Understanding the Path to Access

The process for access to new medicines is not always linear. If your plan does cover the medicine, there are programs available to limit your out of pocket costs. Take a look at PPMD’s Overview of the Fundamentals of Access for more information on the process.

Below are resources outlined for each stage of the process, including if a denial occurs.

How do I start the process for access?

To begin the process for access, most drug companies have a start form that can be filled out by you or your physician.

Some insurers will require what’s called Prior Authorization. This may involve confirmation of genetic test results and other medical records to be submitted with the prescription from your doctor.

Your clinician will be a key advocate for this process. He/she should consider submitting a Letter of Medical Necessity (sample letter below), which provides background information about the patient, disease, and drug.

What happens if access is denied by my insurer?

It is at this stage a complication could occur.

If you receive a denial, there are steps you can take in order to appeal the decision. Your clinician will be a key advocate in this process. The denial letter should have specific information about the appeals process.

The clinician or doctor can request what is called a “peer to peer” where your clinician will interact directly with the insurer one-on-one to provide justification for access and coverage. Please be sure you are in touch with the drug company’s case managers who will also provide you with guidance during the appeals process.

Things to Consider:

Ask your clinician and the insurer about whether a “peer to peer” can occur and how to initiate.
Write your own Patient Appeal Letter (sample below)
Has your clinician submitted a Letter of Medical Necessity? (sample below)

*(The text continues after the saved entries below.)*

use crate::config::CalibrationConfig;
use crate::sensor::{SensorKind, SensorReading};
use crate::sensor_config::ConfigOrigin;
use crate::test_support::{fast_config, Request, Rig};
use crate::workers::reporting::{reading_payload, response_patch, ReportOutcome, ReportingWorker};

fn reading(kind: SensorKind, raw: u16) -> SensorReading {
    SensorReading::new(kind, raw, 1611.7, &CalibrationConfig::default())
}

#[tokio::test]
async fn payload_carries_formatted_value_and_sensor_id() {
    // Act
    let payload = reading_payload(&reading(SensorKind::Humidity, 2000), 8, 12_345);

    // Assert
    assert_eq!(payload["value"], "50.0");
    assert_eq!(payload["unit"], "%");
    assert_eq!(payload["type"], "humidity");
    assert_eq!(payload["id_sensor"], 8);
    assert_eq!(payload["raw_value"], 2000);
    assert_eq!(payload["timestamp"], 12_345);
}

#[test]
fn response_patch_prefers_nested_sensor_config() {
    let patch = response_patch(r#"{"ok":true,"sensorConfig":{"interval_seconds":30,"state":"inactive"}}"#)
        .expect("patch present");

    assert_eq!(patch.interval_seconds, Some(30));
    assert_eq!(patch.enabled, Some(false));
}

#[test]
fn response_patch_accepts_root_interval_only() {
    let patch = response_patch(r#"{"interval_seconds":45,"state":"inactive"}"#).expect("patch present");

    assert_eq!(patch.interval_seconds, Some(45));
    assert_eq!(patch.enabled, None);
}

#[test]
fn response_without_configuration_yields_nothing() {
    assert_eq!(response_patch(r#"{"ok":true}"#), None);
    assert_eq!(response_patch("not json"), None);
    assert_eq!(response_patch(""), None);
}

#[tokio::test]
async fn delivered_reading_forwards_response_patch_to_ingest() {
    // Arrange
    let rig = Rig::new();
    let (ctx, mut parts) = rig.build(fast_config());
    let mut inbox = parts.patches.take().expect("patch inbox");
    rig.http.push_status(200, "{}");
    rig.http.push_status(201, r#"{"sensorConfig":{"interval_seconds":30}}"#);
    ctx.readings.push(reading(SensorKind::Humidity, 2000));
    let mut worker = ReportingWorker::new(ctx.clone());

    // Act
    let outcome = worker.step().await;

    // Assert
    assert_eq!(outcome, ReportOutcome::Sent);
    assert_eq!(worker.counts(), (1, 0));
    let requests = rig.http.requests();
    assert_eq!(
        requests[0],
        Request::Get("http://backend.test/api/v1/sensors/serial/0x001C".to_string())
    );
    let posts = rig.http.posts();
    assert_eq!(posts[0].0, "http://backend.test/api/v1/process-data");
    assert_eq!(posts[0].1["id_sensor"], 8);
    let request = inbox.try_recv().expect("patch forwarded");
    assert_eq!(request.kind, SensorKind::Humidity);
    assert_eq!(request.patch.interval_seconds, Some(30));
    assert_eq!(request.origin, ConfigOrigin::Backend);
}

#[tokio::test]
async fn serial_is_validated_once_per_sensor() {
    // Arrange
    let rig = Rig::new();
    let (ctx, _parts) = rig.build(fast_config());
    let mut worker = ReportingWorker::new(ctx.clone());

    // Act
    ctx.readings.push(reading(SensorKind::Light, 200));
    worker.step().await;
    ctx.readings.push(reading(SensorKind::Light, 300));
    worker.step().await;

    // Assert
    let gets = rig
        .http
        .requests()
        .into_iter()
        .filter(|request| matches!(request, Request::Get(_)))
        .count();
    assert_eq!(gets, 1);
    assert_eq!(rig.http.posts().len(), 2);
}

#[tokio::test(start_paused = true)]
async fn failed_delivery_counts_toward_backoff_and_reports() {
    // Arrange
    let rig = Rig::new();
    let (ctx, _parts) = rig.build(fast_config());
    rig.http.push_status(200, "{}");
    rig.http.push_status(503, "");
    ctx.readings.push(reading(SensorKind::Humidity, 2000));
    let mut worker = ReportingWorker::new(ctx.clone());

    // Act
    let outcome = worker.step().await;

    // Assert
    assert_eq!(outcome, ReportOutcome::Failed);
    assert_eq!(worker.counts(), (0, 1));
    assert_eq!(ctx.backoff.state().consecutive_failures, 1);
    assert_eq!(ctx.errors.pending_count(), 1);
}

#[tokio::test(start_paused = true)]
async fn success_after_failures_resets_backoff() {
    // Arrange
    let rig = Rig::new();
    let (ctx, _parts) = rig.build(fast_config());
    rig.http.push_status(200, "{}");
    rig.http.push_status(500, "");
    rig.http.push_status(500, "");
    let mut worker = ReportingWorker::new(ctx.clone());

    // Act
    for raw in [2000, 2100, 2200] {
        ctx.readings.push(reading(SensorKind::Humidity, raw));
        worker.step().await;
    }

    // Assert
    assert_eq!(worker.counts(), (1, 2));
    assert_eq!(ctx.backoff.state().consecutive_failures, 0);
    assert_eq!(ctx.backoff.stage(), 0);
}

#[tokio::test(start_paused = true)]
async fn no_reading_within_post_interval_is_idle() {
    // Arrange
    let rig = Rig::new();
    let (ctx, _parts) = rig.build(fast_config());
    let mut worker = ReportingWorker::new(ctx);

    // Act
    let outcome = worker.step().await;

    // Assert
    assert_eq!(outcome, ReportOutcome::Idle);
    assert!(rig.http.requests().is_empty());
}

Tips for Advocating for Access:

Track all communications with the drug company, health insurer, and clinician/doctor. Save all letters and emails and write down who you speak with and when. Request letters sent by your physician.
Consider contacting your state Consumer Assistance Program (CAP) or Department of Insurance during an appeal process. Visit localhelp.healthcare.gov.
Get familiar with your health insurer’s policy. Read your policy and call a representative to better understand your coverage. If you have private insurance through your employer, contact Human Resources and have them explain the policy’s provisions.
You have the right for an Appeal. Your insurer must outline what that appeals process entails and specifically why you were turned down.
You CAN request an urgent or expedited appeal if your medical provider believes a delay in treatment could jeopardize your overall health.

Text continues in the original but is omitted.